1994 saw Hammer recording Drive, his first full-fledged album of original new non-soundtrack material under his name in several years. He was reunited with longtime partner Jeff Beck on "Underground", reminiscent of their collaborations of the past.

In 1995, Hammer returned to his scoring and soundtrack work. He began with the one-hour Universal drama Vanishing Son, then went on to compose the theme and score for 13 episodes of the series. He composed and performed the original music for two feature films, both released in 1996: A Modern Affair and In the Kingdom of the Blind the Man with One Eye Is King. Hammer wrapped up the year scoring Beastmaster III: The Eye of Braxus.

In 1996, Hammer's scoring assignments included the NBC Movie of the Week, The Babysitter's Seduction, The Secret Agent Club, and The Corporate Ladder.

In 1997, Hammer also composed the soundtrack for the new CD-ROM game, Outlaw Racers (MegaMedia).

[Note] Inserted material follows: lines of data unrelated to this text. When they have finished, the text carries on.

use polars::prelude::*;

use crate::sink::{SampleSink, SinkEvent};

const TIME_COLUMN_NAME: &str = "time";
const ROW_INDEX_COLUMN_NAME: &str = "row_index";

/// One triggered capture episode.
#[derive(Debug, Clone, Default, PartialEq, Eq)]
pub struct CapturedFrame {
    pub unit_size: usize,
    pub data: Vec<u8>,
}

impl CapturedFrame {
    pub fn num_samples(&self) -> usize {
        if self.unit_size == 0 {
            0
        } else {
            self.data.len() / self.unit_size
        }
    }

    /// Logical value of sample `index` (little-endian unit).
    pub fn sample(&self, index: usize) -> Option<u64> {
        let start = index * self.unit_size;
        let unit = self.data.get(start..start + self.unit_size)?;
        Some(
            unit.iter()
                .rev()
                .fold(0u64, |acc, b| (acc << 8) | u64::from(*b)),
        )
    }

    /// Frame as a table with a `time` column and one `bit_N` column per channel.
    pub fn to_dataframe(&self, samplerate: u64, channels: usize) -> Result<DataFrame, PolarsError> {
        #[cfg(feature = "cpu-profiling")]
        let _zone = tracy_client::span!("CapturedFrame::to_dataframe");

        let samples = self.num_samples();
        let mut bit_columns: Vec<Vec<bool>> = vec![Vec::with_capacity(samples); channels];
        for index in 0..samples {
            let value = self.sample(index).unwrap_or_default();
            for (bit, column) in bit_columns.iter_mut().enumerate() {
                column.push((value >> bit) & 1 == 1);
            }
        }

        let columns: Vec<Column> = bit_columns
            .into_iter()
            .enumerate()
            .map(|(bit, values)| Series::new(format!("bit_{}", bit).into(), values).into())
            .collect();

        let period = 1.0 / samplerate as f64;
        let mut order = vec![col(TIME_COLUMN_NAME)];
        order.extend((0..channels).map(|bit| col(format!("bit_{}", bit))));

        DataFrame::new(columns)?
            .lazy()
            .with_row_index(ROW_INDEX_COLUMN_NAME, Some(0))
            .with_columns([(col(ROW_INDEX_COLUMN_NAME).cast(DataType::Float64) * lit(period))
                .alias(TIME_COLUMN_NAME)])
            .select(order)
            .collect()
    }
}

/// Sink that keeps every frame in memory and logs the call sequence.
#[derive(Debug, Default)]
pub struct CaptureSink {
    frames: Vec<CapturedFrame>,
    current: Option<CapturedFrame>,
    events: Vec<SinkEvent>,
    ended: bool,
}

impl CaptureSink {
    pub fn new() -> Self {
        Self::default()
    }

    pub fn frames(&self) -> &[CapturedFrame] {
        &self.frames
    }

    pub fn into_frames(self) -> Vec<CapturedFrame> {
        self.frames
    }

    pub fn events(&self) -> &[SinkEvent] {
        &self.events
    }

    pub fn is_ended(&self) -> bool {
        self.ended
    }

    /// Samples delivered so far, including an unfinished frame.
    pub fn total_samples(&self) -> usize {
        self.frames
            .iter()
            .chain(self.current.iter())
            .map(CapturedFrame::num_samples)
            .sum()
    }
}

impl SampleSink for CaptureSink {
    fn frame_header(&mut self) {
        self.events.push(SinkEvent::FrameHeader);
    }

    fn frame_begin(&mut self) {
        self.events.push(SinkEvent::FrameBegin);
        self.current = Some(CapturedFrame::default());
    }

    fn logic_data(&mut self, data: &[u8], unit_size: usize) {
        self.events.push(SinkEvent::LogicData(data.len() / unit_size.max(1)));
        let frame = self.current.get_or_insert_with(CapturedFrame::default);
        frame.unit_size = unit_size;
        frame.data.extend_from_slice(data);
    }

    fn frame_end(&mut self) {
        self.events.push(SinkEvent::FrameEnd);
        if let Some(frame) = self.current.take() {
            self.frames.push(frame);
        }
    }

    fn session_end(&mut self) {
        self.events.push(SinkEvent::SessionEnd);
        // an unbounded capture ends without frame_end
        if let Some(frame) = self.current.take() {
            self.frames.push(frame);
        }
        self.ended = true;
    }
}

#[cfg(test)]
mod tests {
    use super::*;

    #[test]
    fn test_sink_records_call_order() {
        let mut sink = CaptureSink::new();
        sink.frame_header();
        sink.frame_begin();
        sink.logic_data(&[1, 2, 3, 4], 2);
        sink.frame_end();
        sink.session_end();

        assert_eq!(
            sink.events(),
            &[
                SinkEvent::FrameHeader,
                SinkEvent::FrameBegin,
                SinkEvent::LogicData(2),
                SinkEvent::FrameEnd,
                SinkEvent::SessionEnd,
            ]
        );
        assert_eq!(sink.frames().len(), 1);
        assert_eq!(sink.frames()[0].num_samples(), 2);
        assert!(sink.is_ended());
    }

    #[test]
    fn test_session_end_keeps_open_frame() {
        let mut sink = CaptureSink::new();
        sink.frame_header();
        sink.frame_begin();
        sink.logic_data(&[7], 1);
        sink.session_end();
        assert_eq!(sink.into_frames(), vec![CapturedFrame { unit_size: 1, data: vec![7] }]);
    }

    #[test]
    fn test_frame_sample_is_little_endian() {
        let frame = CapturedFrame {
            unit_size: 2,
            data: vec![0x34, 0x12, 0xff, 0x00],
        };
        assert_eq!(frame.sample(0), Some(0x1234));
        assert_eq!(frame.sample(1), Some(0x00ff));
        assert_eq!(frame.sample(2), None);
    }

    #[test]
    fn test_to_dataframe_extracts_bits() {
        let frame = CapturedFrame {
            unit_size: 1,
            data: vec![0b01, 0b10, 0b11],
        };
        let df = frame.to_dataframe(1_000_000, 2).unwrap();

        assert_eq!(df.height(), 3);
        assert_eq!(df.width(), 3);
        let bit0: Vec<bool> = df.column("bit_0").unwrap().bool().unwrap().into_no_null_iter().collect();
        let bit1: Vec<bool> = df.column("bit_1").unwrap().bool().unwrap().into_no_null_iter().collect();
        assert_eq!(bit0, vec![true, false, true]);
        assert_eq!(bit1, vec![false, true, true]);

        let time: Vec<f64> = df.column("time").unwrap().f64().unwrap().into_no_null_iter().collect();
        assert!((time[2] - 2e-6).abs() < 1e-12);
    }
}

His next project was the theme and original music score for the pilot and the series of Prince Street.

Hammer started off 1999 by writing, performing and producing a tune, "Even Odds" for Jeff Beck's latest album Who Else! (Epic). Also, 1999 saw the release of The Lost Trident Sessions, the third (and last) studio album from his former group, the Mahavishnu Orchestra. The album was recorded in 1973 just prior to the band's breakup.

=== 2000 to present ===
Hammer produced the original score for Cocaine Cowboys, a 2006 documentary depicting the infamous Miami drug trade scene of the 1980s. Hammer's soundtrack of the film was released in 2007.

Also in the autumn of 2004 Hammer released the album The Best of Miami Vice on the Reality label in the U.S. The Best of Miami Vice contains newly recorded versions of "Miami Vice Theme" and "Crockett's Theme", as well as one bonus track never before released on CD.

In February 2005, Universal Studios Home Entertainment released the first season of Miami Vice on three double-sided DVDs. One of the package's discs contained bonus material, including an extensive interview and archival footage of Hammer creating music for the show back in 1985.

To coincide with the release of the DVD, Reality Records released a newly recorded version of "Crockett's Theme" to AC (Adult Contemporary) radio in America.

In 2006 Hammer was asked to collaborate with the singer/rapper TQ for a brand new version of his song "Crockett's Theme". The result of their work was The Jan Hammer Project Featuring TQ (Terrance Quaites): Crockett's Theme. A CD single of this new version climbed up the charts in Europe, hitting No. 1 on the iTunes Europe download list.

In a 2012 interview, Hammer indicated that he is working on a compilation of unreleased works.

In a 2014 interview with the Rolling Stone he claimed he always felt halfway between experimental music and prog-rock. He also claimed to have recorded the theme song for Miami Vice before the series was made, and that it had been the piece he presented to Michael Mann when announcing his interest of being involved with the series. He stated that he used a Fairlight CMI to compose the music to the series while sampling drums and percussion into it with real acoustic sound. He added that he would have been interested in scoring the 2006 film version of Miami Vice, but that he was never approached by Michael Mann about it.

He recorded a version of the Squidbillies theme in 2014.

On 20 July 2018 he released his first album of new material in over 10 years: Seasons – Part 1.

== Personal life ==
Hammer became a US citizen in 1978. He has a son, Paul, who fronts the band Savoir Adore.